Known as ‘The Nose’, Paterson is widely acknowledged as the most experienced master blender in the business. In recent years, he has been assembling a new team of blenders to continue his legacy. Surprisingly, the training involves more time in the warehouses than in the blending room.
‘When you work with a variety of single malts, they all have their own personalities,’ he says, ‘but the DNA is always the same for each of them. With The Dalmore, it is a chocolate orange note, with lemon grass and citrus fruit that develops into a spice note after spent time in cask. It’s a matter of making sure there is a harmony between the spirit and the casks. This is where blending starts: not with a load of samples in a room, but with choosing the right casks to hold the whisky for many, many years.’ This is the first thing Paterson teaches his team of whisky-makers, the current generation of which is led by Gregg Glass, whisky-maker across the Whyte & Mackay group and Paterson’s designated successor. The new team will be taught ‘to recognise the personality in the cask and to make sure it never deviates from that’, Paterson says.
‘It’s particularly important with the amount of wood purchases we have lined up to ensure we have a consistent relationship between spirit and oak.
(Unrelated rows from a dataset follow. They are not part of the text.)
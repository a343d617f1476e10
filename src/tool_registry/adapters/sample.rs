//! Deterministic sample-data generator.
//!
//! The travel catalog returns plausible but fabricated data. Values are
//! derived from a SHA-256 counter stream keyed by the call arguments, so the
//! same call always yields the same answer.

use sha2::{Digest, Sha256};

/// Pseudo-random stream seeded from string parts.
#[derive(Debug, Clone)]
pub struct SampleRng {
    seed: Vec<u8>,
    counter: u64,
}

impl SampleRng {
    /// Creates a stream keyed by `parts`.
    #[must_use]
    pub fn seeded(parts: &[&str]) -> Self {
        let mut hasher = Sha256::new();
        for part in parts {
            hasher.update(part.as_bytes());
            hasher.update([0_u8]);
        }
        Self {
            seed: hasher.finalize().to_vec(),
            counter: 0,
        }
    }

    /// Returns the next 64-bit value.
    pub fn next_u64(&mut self) -> u64 {
        let mut hasher = Sha256::new();
        hasher.update(&self.seed);
        hasher.update(self.counter.to_string().as_bytes());
        self.counter = self.counter.saturating_add(1);
        hasher
            .finalize()
            .iter()
            .take(8)
            .fold(0_u64, |acc, byte| (acc << 8) | u64::from(*byte))
    }

    /// Returns a value in `0..bound`, or `0` when `bound` is zero.
    pub fn below(&mut self, bound: u64) -> u64 {
        self.next_u64().checked_rem(bound).unwrap_or(0)
    }

    /// Returns a value in `low..low + span`.
    pub fn between(&mut self, low: u64, span: u64) -> u64 {
        low.saturating_add(self.below(span))
    }

    /// Returns `true` with the given percentage probability.
    pub fn chance(&mut self, percent: u64) -> bool {
        self.below(100) < percent
    }

    /// Picks one element of `items`.
    pub fn pick<'a, T>(&mut self, items: &'a [T]) -> Option<&'a T> {
        let length = u64::try_from(items.len()).ok()?;
        let position = usize::try_from(self.below(length)).ok()?;
        items.get(position)
    }

    /// Returns a one-decimal rating between 3.0 and 4.9 rendered as text.
    pub fn rating(&mut self) -> String {
        let tenths = self.between(30, 20);
        let whole = tenths.checked_div(10).unwrap_or(0);
        let fraction = tenths.checked_rem(10).unwrap_or(0);
        format!("{whole}.{fraction}")
    }
}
This element is more important than ever. When I started 55 years ago, a cask was a cask. That’s not sufficient now. We have to make sure we know exactly where that cask has come from; if it has wine seasoning or whatever; what its past has been and what its future holds…’
When composing a blended Scotch whisky, the master blender’s palette is wide and varied, drawing on thousands of casks from hundreds of distilleries to produce a liquid that is, time and again, the best facsimile possible of what has gone before. Yet when it comes to single malt, the selection of casks is limited to those that contain spirit from just one distillery, so keeping the house style the same – and consistent – is a whole new challenge.
‘I cannot emphasise enough how much experience plays a part in this,’ says Paterson. ‘You could read a book about it, but ultimately it’s all about the experience of nosing and tasting. Even things like where the cask is stored in the warehouse are important, and this is where the skills come in. A lot of people think that you put spirit in a cask and then pour it into a glass. But it really is a matter of fine-tuning, like an orchestra.’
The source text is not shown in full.